The Government has recently allowed private sector participation in the defence industry upto 100 per cent and with foreign direct investment permissible upto 26 per cent both subject to licensing, for manufacture of all types of defence equipment within the country. This is expected to add to the investment already made in the public sector.
The Defence industry sector has been opened for participation by Indian Private Sector upto 100 % of equity, with Foreign Direct Investment (FDI), component of it being permissible upto 26 %, both being subject to licensing permissions. This includes all types of defence equipment. Guidelines have been issued by the Department of Industrial Policy & Promotion (DIPP) in consultation with the Ministry of Defence regarding the modalities for consideration of applications for grant of licences. The private companies are allowed to apply either individually or by a partnership firm amongst themselves. The Chief Executive of the company/partnership will be a resident Indian. The company/partnership firm can have Foreign Direct Investment upto 26 % of the equity. Preference would be given to original equipment manufacturers or design establishments and those having a good track record of supplies. However, there would be a three years lock-in period for transfer of equity from one foreign investor to another foreign investor and such transfer would be subject to prior approval of Foreign Investment Promotion Board (FIPB) and the Government.

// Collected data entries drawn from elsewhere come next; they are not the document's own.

#[derive(Debug, Serialize, Deserialize, Validate)]
pub struct CreateTransactionItemRequest {
    pub product_id: Uuid,
    #[validate(range(min = 1, message = "Planned quantity must be positive"))]
    pub planned_quantity: i32,
    pub unit_cost: Option<Decimal>,
    pub lot_number: Option<String>,
    pub serial_number: Option<String>,
    pub expiry_date: Option<DateTime<Utc>>,
}

#[derive(Debug, Serialize, Deserialize, Validate)]
pub struct CreateTransactionRequest {
    pub r#type: String,
    pub warehouse_id: Uuid,
    pub destination_warehouse_id: Option<Uuid>,
    #[serde(default = "default_priority")]
    pub priority: String,
    pub reference: Option<String>,
    pub notes: Option<String>,
    pub created_by: Option<String>,
    #[validate(length(min = 1, message = "Transaction must have at least one item"))]
    pub items: Vec<CreateTransactionItemRequest>,
}

fn default_priority() -> String {
    "normal".to_string()
}

/// A transaction with its line items.
#[derive(Debug, Serialize)]
pub struct TransactionWithItems {
    #[serde(flatten)]
    pub transaction: inventory_transaction::Model,
    pub items: Vec<transaction_item::Model>,
}

/// Counts same-day rows of the given type and formats the next
/// `{PREFIX}-{YYYYMMDD}-{seq:04}` number. Must run inside the unit of work
/// that inserts the row; the unique index on `transaction_number` backstops
/// cross-transaction races.
async fn next_transaction_number<C: ConnectionTrait>(
    conn: &C,
    tx_type: TransactionType,
    now: DateTime<Utc>,
) -> Result<String, ServiceError> {
    let midnight = now
        .date_naive()
        .and_hms_opt(0, 0, 0)
        .map(|naive| naive.and_utc())
        .ok_or_else(|| ServiceError::InternalError("Invalid midnight timestamp".to_string()))?;

    let count = TransactionEntity::find()
        .filter(inventory_transaction::Column::Type.eq(tx_type.as_str()))
        .filter(inventory_transaction::Column::CreatedAt.gte(midnight))
        .count(conn)
        .await
        .map_err(ServiceError::db_error)?;

    Ok(format!(
        "{}-{}-{:04}",
        tx_type.prefix(),
        now.format("%Y%m%d"),
        count + 1
    ))
}

/// Loads the (warehouse, product) aggregate, creating it with zero counters
/// when absent.
async fn find_or_create_warehouse_level<C: ConnectionTrait>(
    conn: &C,
    warehouse_id: Uuid,
    product_id: Uuid,
) -> Result<warehouse_stock_level::Model, ServiceError> {
    let existing = WarehouseStockLevelEntity::find()
        .filter(warehouse_stock_level::Column::WarehouseId.eq(warehouse_id))
        .filter(warehouse_stock_level::Column::ProductId.eq(product_id))
        .one(conn)
        .await
        .map_err(ServiceError::db_error)?;

    if let Some(level) = existing {
        return Ok(level);
    }

    warehouse_stock_level::ActiveModel {
        id: Set(Uuid::new_v4()),
        warehouse_id: Set(warehouse_id),
        product_id: Set(product_id),
        available_quantity: Set(0),
        allocated_quantity: Set(0),
        reserved_quantity: Set(0),
        damaged_quantity: Set(0),
        total_quantity: Set(0),
        created_at: Set(Utc::now()),
        updated_at: Set(None),
    }
    .insert(conn)
    .await
    .map_err(ServiceError::db_error)
}

/// Writes new counter values back, recomputing the total so the
/// `total = available + allocated + damaged` invariant holds on every write.
async fn save_warehouse_level<C: ConnectionTrait>(
    conn: &C,
    level: warehouse_stock_level::Model,
    available: i32,
    allocated: i32,
    reserved: i32,
    damaged: i32,
) -> Result<warehouse_stock_level::Model, ServiceError> {
    let mut active: warehouse_stock_level::ActiveModel = level.into();
    active.available_quantity = Set(available);
    active.allocated_quantity = Set(allocated);
    active.reserved_quantity = Set(reserved);
    active.damaged_quantity = Set(damaged);
    active.total_quantity = Set(available + allocated + damaged);
    active.updated_at = Set(Some(Utc::now()));
    active.update(conn).await.map_err(ServiceError::db_error)
}

/// Applies one transaction type's warehouse effect for a single product.
async fn apply_warehouse_effect<C: ConnectionTrait>(
    conn: &C,
    tx_type: TransactionType,
    warehouse_id: Uuid,
    destination_warehouse_id: Option<Uuid>,
    product_id: Uuid,
    quantity: i32,
) -> Result<(), ServiceError> {
    let level = find_or_create_warehouse_level(conn, warehouse_id, product_id).await?;
    let (available, allocated, reserved, damaged) = (
        level.available_quantity,
        level.allocated_quantity,
        level.reserved_quantity,
        level.damaged_quantity,
    );

    match tx_type {
        TransactionType::Receipt | TransactionType::Return => {
            save_warehouse_level(conn, level, available + quantity, allocated, reserved, damaged)
                .await?;
        }
        TransactionType::Shipment => {
            if available < quantity {
                return Err(ServiceError::InsufficientStock(format!(
                    "Cannot ship {} of product {}: only {} available at warehouse {}",
                    quantity, product_id, available, warehouse_id
                )));
            }
            save_warehouse_level(conn, level, available - quantity, allocated, reserved, damaged)
                .await?;
        }
        TransactionType::Transfer => {
            let destination = destination_warehouse_id.ok_or_else(|| {
                ServiceError::ValidationError(
                    "Transfer transactions require a destination warehouse".to_string(),
                )
            })?;
            if available < quantity {
                return Err(ServiceError::InsufficientStock(format!(
                    "Cannot transfer {} of product {}: only {} available at warehouse {}",
                    quantity, product_id, available, warehouse_id
                )));
            }
            save_warehouse_level(conn, level, available - quantity, allocated, reserved, damaged)
                .await?;

            let dest_level = find_or_create_warehouse_level(conn, destination, product_id).await?;
            let dest_available = dest_level.available_quantity + quantity;
            let (da, dr, dd) = (
                dest_level.allocated_quantity,
                dest_level.reserved_quantity,
                dest_level.damaged_quantity,
            );
            save_warehouse_level(conn, dest_level, dest_available, da, dr, dd).await?;
        }
        TransactionType::Adjustment | TransactionType::CycleCount => {
            // Quantity is the counted/target available amount, not a delta.
            if quantity < 0 {
                return Err(ServiceError::ValidationError(
                    "Counted quantity cannot be negative".to_string(),
                ));
            }
            save_warehouse_level(conn, level, quantity, allocated, reserved, damaged).await?;
        }
        TransactionType::Damage => {
            if available < quantity {
                return Err(ServiceError::InsufficientStock(format!(
                    "Cannot mark {} of product {} damaged: only {} available",
                    quantity, product_id, available
                )));
            }
            save_warehouse_level(
                conn,
                level,
                available - quantity,
                allocated,
                reserved,
                damaged + quantity,
            )
            .await?;
        }
        TransactionType::Allocation => {
            if available < quantity {
                return Err(ServiceError::InsufficientStock(format!(
                    "Cannot allocate {} of product {}: only {} available",
                    quantity, product_id, available
                )));
            }
            save_warehouse_level(
                conn,
                level,
                available - quantity,
                allocated + quantity,
                reserved,
                damaged,
            )
            .await?;
        }
        TransactionType::Deallocation => {
            if allocated < quantity {
                return Err(ServiceError::InvalidState(format!(
                    "Cannot deallocate {} of product {}: only {} allocated",
                    quantity, product_id, allocated
                )));
            }
            save_warehouse_level(
                conn,
                level,
                available + quantity,
                allocated - quantity,
                reserved,
                damaged,
            )
            .await?;
        }
        TransactionType::Reservation => {
            // Reservations earmark available stock; they never exceed it.
            if reserved + quantity > available {
                return Err(ServiceError::InsufficientStock(format!(
                    "Cannot reserve {} of product {}: {} available with {} already reserved",
                    quantity, product_id, available, reserved
                )));
            }
            save_warehouse_level(conn, level, available, allocated, reserved + quantity, damaged)
                .await?;
        }
        TransactionType::Release => {
            if reserved < quantity {
                return Err(ServiceError::InvalidState(format!(
                    "Cannot release {} of product {}: only {} reserved",
                    quantity, product_id, reserved
                )));
            }
            save_warehouse_level(conn, level, available, allocated, reserved - quantity, damaged)
                .await?;
        }
    }

    Ok(())
}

All applications from the private entrepreneurs will be considered by the Department of Industrial Policy & Promotion in consultation with the Ministry of Defence and the licenses would be granted by the DIPP. The licensees are required to put in place adequate safety and security procedures, which would be subject to verification by authorized Government agencies. The quality of the product will be assured by the Quality Assurance Agencies of the Ministry of Defence. The exports of manufactured items would be subject to policy and guidelines as applicable to Ordnance Factories and Defence Public Sector Undertakings.
The objective of the policy is to attract more investment in the Defence Sector and not to change the ownership of the Ordnance Factory Board and the Defence Public Sector Undertakings. These represent the core strength of Defence Industry in India and their continued growth and full utilisation of capacities would be encouraged by the Government.